Männerglücklichmacherinnen
 
Um Männer, die Bergsteigen gehen, glücklich zu machen, muss man sie bergsteigen lassen.
Um Kletterer, wie wir es sind, glücklich zu machen, muss man sie einfach nur klettern lassen.
Gampers Conny und meinem Grauschöpflein gelang dies.
 
Auf einer Insel, klein und kalkig und griechisch und fest, auf Kalymnos, wo man den Eindruck gewinnt, als lebten die Insulaner ausschließlich von den Kletterern dieser Welt.
 
Denn:
Die müssen mit der Fähre herübergeschippert werden.

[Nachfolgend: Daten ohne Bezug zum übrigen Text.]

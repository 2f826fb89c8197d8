// SPDX-License-Identifier: MIT
//
// Copyright (c) 2025 Alexandre Severino
//
// Permission is hereby granted, free of charge, to any person obtaining a copy
// of this software and associated documentation files (the "Software"), to deal
// in the Software without restriction, including without limitation the rights
// to use, copy, modify, merge, publish, distribute, sublicense, and/or sell
// copies of the Software, and to permit persons to whom the Software is
// furnished to do so, subject to the following conditions:
//
// The above copyright notice and this permission notice shall be included in
// all copies or substantial portions of the Software.
//
// THE SOFTWARE IS PROVIDED "AS IS", WITHOUT WARRANTY OF ANY KIND, EXPRESS OR
// IMPLIED, INCLUDING BUT NOT LIMITED TO THE WARRANTIES OF MERCHANTABILITY,
// FITNESS FOR A PARTICULAR PURPOSE AND NONINFRINGEMENT. IN NO EVENT SHALL THE
// AUTHORS OR COPYRIGHT HOLDERS BE LIABLE FOR ANY CLAIM, DAMAGES OR OTHER
// LIABILITY, WHETHER IN AN ACTION OF CONTRACT, TORT OR OTHERWISE, ARISING FROM,
// OUT OF OR IN CONNECTION WITH THE SOFTWARE OR THE USE OR OTHER DEALINGS IN THE
// SOFTWARE.

pub mod chain;
pub mod decide;
pub mod placement;
pub mod reconstruct;

pub use chain::VertexChain;
pub use decide::{Decision, Reason, RecordDecider, SpuriousOverlap};
pub use placement::{ExactPlacement, FacePlacement};
pub use reconstruct::{reconstruct, step_count};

Dann erfreuen sich Taxifahrer an den Rucksackmenschen,
der Bergausstatter im Ort, die vielen  Mopedverleiher,
die Straßen-Szenekneipen, die Allesverkäufer in ihren Lädchen und die Vermieter von Kleinstwohnmöglichkeiten mit Kocher hinter der Tür, knarrenden Liebesliegegelegenheiten und dem Nebengelass mit Dusche und Fallvorrichtung, Morgenaußensitz mit aufgehender Sonne hinterm Bergrücken und Abendaußensitz auf der anderen „Studio“-seite mit griechischem Wein, Brandung unter uns und Sonnenuntergängen hinter der felsenbergbekrönten Silhouette der Nachbarinsel.
 
Nach den ersten Kletteraustobetagen klang aus beiden ehefraulichen Mündern: Morgen klettern – nein! Du auch morgen klettern – nein!
 
Nächtliche Kompromisssuche, allein.
 
Am Morgen ist mir Gampers Zustimmung schon mal sicher. Ja das ginge so.
 
Rüber fähren auf Telendos, wir Seil und Exen behangen zu dieser markigen Felsenkante, die bereits beim allabendlichem Weingenuss immer so anziehend auf uns wirkte, und die Mädels wanderbeschuht  auf zur Bergeshöh und oben dann auf der Insel höchster Spitze der Vierertreff mit Gipfelkuss.
 
So besprochen und beschlossen.
 
Die schöne Felsenkante entpuppt sich mehr als breite Wand, kamin- und rissdurchzogen, gut gesichert und, vorausgesetzt man findet immer den richtigen durch Haken markierten Weiterweg, gut kletterbar.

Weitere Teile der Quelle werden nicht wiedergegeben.